The stars project

History and Introduction

Since my wife became pregnant, we had to make a childern's room. And since the doctors didn't allow her to go to work because of some problems she had with her pregnancy, she ended up at home with lots of time to think, dream and to re-design the apartment, she came with the idea of the childern's room with light-umber walls amd dark-blue ceiling with yellow stars.

The original idea was to put some kind of lights within some bigger stars and the glow-in-the-dark plastic stars in the center of some smaller stars. However, it looked like a nice idea to use the smaller stars as a night-light (most of the kids do not like to be in complete darkness). However the plastic stars can glow for a while after the main light is switched off, but not all night. So my wife decided that the stars should be actively lit through. And my idea was that once we have lots of wiring within the ceiling, it can even blink.

The actual design

The room ended up with 10 big stars with the halogen lights, 68 lit-thru stars and lots of plain stars. All the 68 stars are controlled independently with a unit which can handle 64 levels of brightness (PWM, frequency 37.5Hz) and about 10 changes of the brigtness per second.

The ceiling consists of a steel square grid about 20cm under the original ceiling and it holds the polystyren squares (50x50 cm, 1cm thick). These squares have star-shaped holes in them at the places of the lit-thru stars. The squares are pained blue and they have stars made of adhesive plastic foil attached to them (and they have a star-shaped hole in the center). The plastic glow-in-the dark stars are about 3mm bigger than the hole in the plastic foil and they are attached to it with strips of double-sided adhesive tape.

The other (top) side of the squares have a magned in each corner (to hold them on the steel grid) and a plastic coffee cup attached upside-down above the star holes. The cups have holes in their bottoms and they hold the hight efficiency green LEDs facing to the holes. The LEDs are connected to the control unit with two 34wire flat cables and one thicker common wire. The actual connection to the LEDs is done with 2-pin bits of a pin-row type female connector put directly to the LED's pins.

The detail pictures:

The control unit

The control unit is based on a Z80 microprocessor running at 4.9152MHz and it's design is quite plain (32kB EPROM, 32kB static RAM, 74HCT574s as the LED drivers and a 74HCT244 as an input port, and a 2400Hz interrupt based on divided CPU clock).

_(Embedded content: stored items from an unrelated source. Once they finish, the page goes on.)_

//! End-to-end session tests: render, record, convert.
//!
//! Everything runs on paused time with in-memory stand-ins for the video
//! source, the encoder and the transcoding engine.

use std::sync::Arc;
use std::time::Duration;

use ascii_recorder::ascii::{GlyphRamp, CELL_HEIGHT, CELL_WIDTH};
use ascii_recorder::capture::{CaptureError, CaptureSettings, ChunkRecorder};
use ascii_recorder::config::ConfigError;
use ascii_recorder::engine::{EngineError, TranscodeEngine};
use ascii_recorder::render_config::RenderConfig;
use ascii_recorder::session::{EngineStatus, SessionController, SessionError, SessionState};
use ascii_recorder::source::{Frame, FrameSource, PlaybackState};
use ascii_recorder::surface::SurfaceSnapshot;
use ascii_recorder::transcode::TranscodeRequest;

struct GrayClip;

impl FrameSource for GrayClip {
    fn playback_state(&self) -> PlaybackState {
        PlaybackState::Playing
    }

    fn current_frame(&self) -> Option<Frame> {
        Some(Frame::solid(640, 480, [128, 128, 128]))
    }

    fn dimensions(&self) -> (u32, u32) {
        (640, 480)
    }
}

/// Emits the number of frames pushed since the last chunk as one byte.
#[derive(Default)]
struct CountingRecorder {
    pending: u8,
}

impl ChunkRecorder for CountingRecorder {
    fn push_frame(&mut self, frame: &SurfaceSnapshot) -> Result<(), CaptureError> {
        assert!(!frame.is_empty());
        self.pending = self.pending.saturating_add(1);
        Ok(())
    }

    fn take_chunk(&mut self) -> Option<Vec<u8>> {
        let chunk = vec![std::mem::take(&mut self.pending)];
        Some(chunk)
    }

    fn finish(&mut self) -> Result<Option<Vec<u8>>, CaptureError> {
        Ok(None)
    }

    fn mime_type(&self) -> &str {
        "video/webm"
    }
}

/// Echoes the staged input back as output.
#[derive(Default)]
struct EchoEngine {
    staged: std::sync::Mutex<Vec<u8>>,
}

impl TranscodeEngine for EchoEngine {
    async fn stage_file(&self, _name: &str, bytes: &[u8]) -> Result<(), EngineError> {
        *self.staged.lock().unwrap() = bytes.to_vec();
        Ok(())
    }

    async fn run(&self, _args: &[String]) -> Result<(), EngineError> {
        Ok(())
    }

    async fn read_file(&self, _name: &str) -> Result<Vec<u8>, EngineError> {
        Ok(self.staged.lock().unwrap().clone())
    }

    async fn delete_file(&self, _name: &str) -> Result<(), EngineError> {
        Ok(())
    }
}

fn controller() -> SessionController<EchoEngine> {
    SessionController::new(RenderConfig::default(), CaptureSettings::default()).unwrap()
}

async fn ready_controller() -> SessionController<EchoEngine> {
    let mut session = controller();
    session
        .load_engine(async { Ok(EchoEngine::default()) })
        .await
        .unwrap();
    session
}

#[tokio::test(start_paused = true)]
async fn test_record_three_chunks_and_convert() {
    let mut session = ready_controller().await;
    assert_eq!(session.state(), SessionState::Ready);

    session.start_rendering(Arc::new(GrayClip)).unwrap();
    assert_eq!(session.state(), SessionState::Rendering);
    assert_eq!(session.scheduler().active_timers(), 1);

    session
        .start_recording(Box::new(CountingRecorder::default()))
        .unwrap();
    assert_eq!(session.state(), SessionState::Recording);
    assert_eq!(session.scheduler().active_timers(), 3);

    tokio::time::sleep(Duration::from_millis(3500)).await;
    let capture = session.recording().unwrap();
    assert_eq!(capture.chunk_count(), 3);
    assert!(capture.frames_recorded() > 0);

    let media = session
        .finish_recording(&TranscodeRequest::default())
        .await
        .unwrap();
    assert_eq!(media.mime_type, "video/mp4");
    assert_eq!(media.bytes.len(), 3);
    assert!(media.bytes.iter().any(|&frames| frames > 0));

    assert_eq!(session.state(), SessionState::Rendering);
    assert_eq!(session.scheduler().active_timers(), 1);

    session.stop_rendering().unwrap();
    assert_eq!(session.state(), SessionState::Ready);
    assert_eq!(session.scheduler().active_timers(), 0);
}

#[tokio::test(start_paused = true)]
async fn test_rendered_surface_matches_grid() {
    let mut session = ready_controller().await;
    session.start_rendering(Arc::new(GrayClip)).unwrap();
    tokio::time::sleep(Duration::from_millis(200)).await;

    let surface = session.surface();
    let surface = surface.lock().unwrap();
    assert_eq!(surface.width(), 76 * CELL_WIDTH);
    assert_eq!(surface.height(), 57 * CELL_HEIGHT);
    assert!(session.renderer().frames_rendered() >= 1);
}

#[tokio::test(start_paused = true)]
async fn test_config_change_restarts_single_timer() {
    let mut session = ready_controller().await;
    session.start_rendering(Arc::new(GrayClip)).unwrap();
    tokio::time::sleep(Duration::from_millis(200)).await;

    let config = RenderConfig {
        scale: 0.25,
        fps: 30,
        ramp: GlyphRamp::preset("blocks").unwrap(),
        ..RenderConfig::default()
    };
    session.update_config(config).unwrap();
    session.update_config(session.config().clone()).unwrap();
    assert_eq!(session.scheduler().active_timers(), 1);
    assert_eq!(session.renderer().config().fps, 30);

    tokio::time::sleep(Duration::from_millis(200)).await;
    let surface = session.surface();
    let surface = surface.lock().unwrap();
    assert_eq!(surface.width(), 160 * CELL_WIDTH);
    assert_eq!(surface.height(), 120 * CELL_HEIGHT);
}

#[tokio::test(start_paused = true)]
async fn test_invalid_config_keeps_previous() {
    let mut session = ready_controller().await;
    session.start_rendering(Arc::new(GrayClip)).unwrap();

    let bad = RenderConfig {
        fps: 0,
        ..RenderConfig::default()
    };
    let err = session.update_config(bad).unwrap_err();
    assert!(matches!(err, SessionError::Config(ConfigError::FpsOutOfRange(0))));
    assert_eq!(session.config().fps, 12);
    assert!(session.renderer().is_running());
    assert_eq!(session.scheduler().active_timers(), 1);
}

#[tokio::test(start_paused = true)]
async fn test_busy_session_rejects_conflicting_actions() {
    let mut session = ready_controller().await;
    session.start_rendering(Arc::new(GrayClip)).unwrap();
    session
        .start_recording(Box::new(CountingRecorder::default()))
        .unwrap();

    assert!(matches!(
        session.start_rendering(Arc::new(GrayClip)),
        Err(SessionError::InvalidState { .. })
    ));
    assert!(matches!(
        session.start_recording(Box::new(CountingRecorder::default())),
        Err(SessionError::InvalidState {
            state: SessionState::Recording,
            ..
        })
    ));
    assert!(matches!(
        session.stop_rendering(),
        Err(SessionError::InvalidState { .. })
    ));
    assert_eq!(session.state(), SessionState::Recording);
}

#[tokio::test(start_paused = true)]
async fn test_recording_requires_engine() {
    let mut session = controller();
    session.start_rendering(Arc::new(GrayClip)).unwrap();
    assert!(matches!(
        session.start_recording(Box::new(CountingRecorder::default())),
        Err(SessionError::EngineNotReady)
    ));
    assert_eq!(session.state(), SessionState::Rendering);
}

#[tokio::test(start_paused = true)]
async fn test_stop_recording_when_idle_is_rejected() {
    let mut session = ready_controller().await;
    assert!(matches!(
        session.stop_recording().await,
        Err(SessionError::InvalidState { .. })
    ));
    assert_eq!(session.state(), SessionState::Ready);
}

#[tokio::test(start_paused = true)]
async fn test_rendering_survives_engine_failure() {
    let mut session = controller();
    let result = session
        .load_engine(async { Err(EngineError::EnvNotSet("ASCII_RECORDER_FFMPEG".into())) })
        .await;
    assert!(result.is_err());
    assert_eq!(session.state(), SessionState::EngineFailed);
    assert_eq!(session.engine_status(), EngineStatus::Failed);

    session.start_rendering(Arc::new(GrayClip)).unwrap();
    assert_eq!(session.state(), SessionState::Rendering);
    tokio::time::sleep(Duration::from_millis(200)).await;
    assert!(session.renderer().frames_rendered() >= 1);

    session.stop_rendering().unwrap();
    assert_eq!(session.state(), SessionState::EngineFailed);
}

#[tokio::test(start_paused = true)]
async fn test_empty_recording_enters_error_state() {
    let mut session = ready_controller().await;
    // Never rendered: the surface stays blank, so no frame reaches the recorder.
    session
        .start_recording(Box::new(EmptyRecorder))
        .unwrap();
    tokio::time::sleep(Duration::from_millis(1500)).await;

    let err = session.stop_recording().await.unwrap_err();
    assert!(matches!(err, SessionError::Capture(CaptureError::EmptyContainer)));
    assert_eq!(session.state(), SessionState::Error);
    assert!(session.last_error().is_some());

    session.reset_error();
    assert_eq!(session.state(), SessionState::Ready);
}

#[tokio::test(start_paused = true)]
async fn test_rendering_from_error_clears_last_error() {
    let mut session = ready_controller().await;
    session.start_recording(Box::new(EmptyRecorder)).unwrap();
    tokio::time::sleep(Duration::from_millis(1500)).await;
    assert!(session.stop_recording().await.is_err());
    assert_eq!(session.state(), SessionState::Error);

    session.start_rendering(Arc::new(GrayClip)).unwrap();
    assert_eq!(session.state(), SessionState::Rendering);
    assert!(session.last_error().is_none());
}

struct EmptyRecorder;

impl ChunkRecorder for EmptyRecorder {
    fn push_frame(&mut self, _frame: &SurfaceSnapshot) -> Result<(), CaptureError> {
        Ok(())
    }

    fn take_chunk(&mut self) -> Option<Vec<u8>> {
        None
    }

    fn finish(&mut self) -> Result<Option<Vec<u8>>, CaptureError> {
        Ok(None)
    }

    fn mime_type(&self) -> &str {
        "video/webm"
    }
}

The control unit (including the power supply) fits in a 15x15cm universal PCB. When I have the scematic diagram ready, I will place it here.

The software

The first version was written in a conservative style and could handle a 16 level PWM with frequency of about 3Hz. It was apparent that I overestimated the abilities of the hardware, but I was too lazy to throw it away and make a new one. So I wrote a linearized self-modifying version which can handle 64 level PWM, at the cost of slow update of the changes in the brightness (the update takes about 100ms).

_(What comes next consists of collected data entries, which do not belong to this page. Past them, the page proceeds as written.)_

mod handler;

pub use handler::{AvatarQuery, AvatarModelsResponse, get_models};
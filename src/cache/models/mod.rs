pub mod hearts;
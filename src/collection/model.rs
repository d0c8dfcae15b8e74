use std::collections::BTreeMap;

use chrono::{DateTime, Utc};
use serde::{Deserialize, Serialize};

#[derive(Debug, Clone, Copy, PartialEq, Eq, Serialize, Deserialize)]
#[serde(rename_all = "lowercase")]
pub enum CollectionStatus {
    Active,
    Completed,
    Inactive,
}

/// 收藏夹中保存的地点
#[derive(Debug, Clone, PartialEq, Serialize, Deserialize)]
#[serde(rename_all = "camelCase")]
pub struct Place {
    pub place_id: String,
    pub name: String,
    #[serde(default)]
    pub formatted_address: String,
    #[serde(default)]
    pub rating: f64,
    #[serde(default)]
    pub phone_number: String,
    #[serde(default)]
    pub visited: bool,
    pub added_at: DateTime<Utc>,
}

#[derive(Debug, Clone, PartialEq, Serialize, Deserialize)]
#[serde(rename_all = "camelCase")]
pub struct Event {
    pub event_id: String,
    pub title: String,
    pub start_date: DateTime<Utc>,
    pub end_date: DateTime<Utc>,
    #[serde(default)]
    pub location_name: String,
    #[serde(default)]
    pub location_address: String,
    pub latitude: f64,
    pub longitude: f64,
    pub user_id: String,
}

/// 收藏夹文档，每个成员名下各保存一份
///
/// 所有者名下的一份是权威副本（`is_owner == true`），其余为镜像。
#[derive(Debug, Clone, PartialEq, Serialize, Deserialize)]
#[serde(rename_all = "camelCase")]
pub struct Collection {
    pub id: String,
    pub name: String,
    #[serde(default)]
    pub places: Vec<Place>,
    #[serde(default)]
    pub events: Vec<Event>,
    pub user_id: String,
    pub is_owner: bool,
    pub status: CollectionStatus,
    pub members: Vec<String>,
    #[serde(default)]
    pub place_hearts: BTreeMap<String, Vec<String>>,
    pub created_at: DateTime<Utc>,
    #[serde(default, skip_serializing_if = "Option::is_none")]
    pub shared_by: Option<String>,
    #[serde(default, skip_serializing_if = "Option::is_none")]
    pub icon_name: Option<String>,
    #[serde(default, skip_serializing_if = "Option::is_none")]
    pub icon_url: Option<String>,
    #[serde(default, skip_serializing_if = "Option::is_none")]
    pub shared_at: Option<DateTime<Utc>>,
    #[serde(
        default,
        rename = "avatarThumbnailURL",
        skip_serializing_if = "Option::is_none"
    )]
    pub avatar_thumbnail_url: Option<String>,
    #[serde(default)]
    pub revision: u64,
}

impl Collection {
    pub fn is_member(&self, user_id: &str) -> bool {
        user_id == self.user_id || self.members.iter().any(|m| m == user_id)
    }

    /// 除所有者外的成员
    pub fn mirror_members(&self) -> impl Iterator<Item = &String> {
        self.members.iter().filter(move |m| **m != self.user_id)
    }

    pub fn place(&self, place_id: &str) -> Option<&Place> {
        self.places.iter().find(|p| p.place_id == place_id)
    }

    pub fn place_mut(&mut self, place_id: &str) -> Option<&mut Place> {
        self.places.iter_mut().find(|p| p.place_id == place_id)
    }

    /// 为新成员生成镜像副本
    pub fn mirror_for(&self, members: &[String], shared_at: DateTime<Utc>, revision: u64) -> Self {
        Self {
            id: self.id.clone(),
            name: self.name.clone(),
            places: self.places.clone(),
            events: self.events.clone(),
            user_id: self.user_id.clone(),
            is_owner: false,
            status: self.status,
            members: members.to_vec(),
            place_hearts: self.place_hearts.clone(),
            created_at: self.created_at,
            shared_by: Some(self.user_id.clone()),
            icon_name: self.icon_name.clone(),
            icon_url: None,
            shared_at: Some(shared_at),
            avatar_thumbnail_url: None,
            revision,
        }
    }
}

After first tests I figured out that the linear scale of LED's brightness doesn't look nice (it seemed to get bright fast, then to stay almost the same and then they die away quickly). So I implemented translation tables which change the linear changes in the brightness to exponential. It looks much better. After I made the first version with 2 levels of steady light and one type of blinking, I replaced the dim light with another mode of blinking. I guess that after 6 years of using it this version of the program can be considered stable.

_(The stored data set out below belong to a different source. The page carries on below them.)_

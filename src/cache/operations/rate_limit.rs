use std::sync::Arc;

use redis::{AsyncCommands, Client as RedisClient};

/// 速率限制计数操作
pub struct RateLimitCacheOperations;

impl RateLimitCacheOperations {
    /// 计数加一，第一次计数时设置窗口过期时间，返回窗口内的请求数
    pub async fn hit(
        redis: &Arc<RedisClient>,
        key: &str,
        window_secs: u64,
    ) -> Result<u32, redis::RedisError> {
        let mut conn = redis.get_multiplexed_async_connection().await?;

        // 使用 Redis 的 INCR 和 EXPIRE 命令实现计数器
        let count: u32 = conn.incr(key, 1).await?;
        if count == 1 {
            let _: () = conn.expire(key, window_secs as i64).await?;
        }

        Ok(count)
    }
}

The stars are controlled with a double switch, which has 4 states:
Switch 1Switch 2Mode
OFFOFFAll OFF (the CPU is held reset)
ONOFFSteady light with 50% brightness
OFFONAll stars dim, flashing one at a time
ONONAll stars blinking

All the parametrs of blinking result from a simple pseudo-random generator and they also change with time. It guarantees that things like two stars next to each other blinking together won't stay in that way.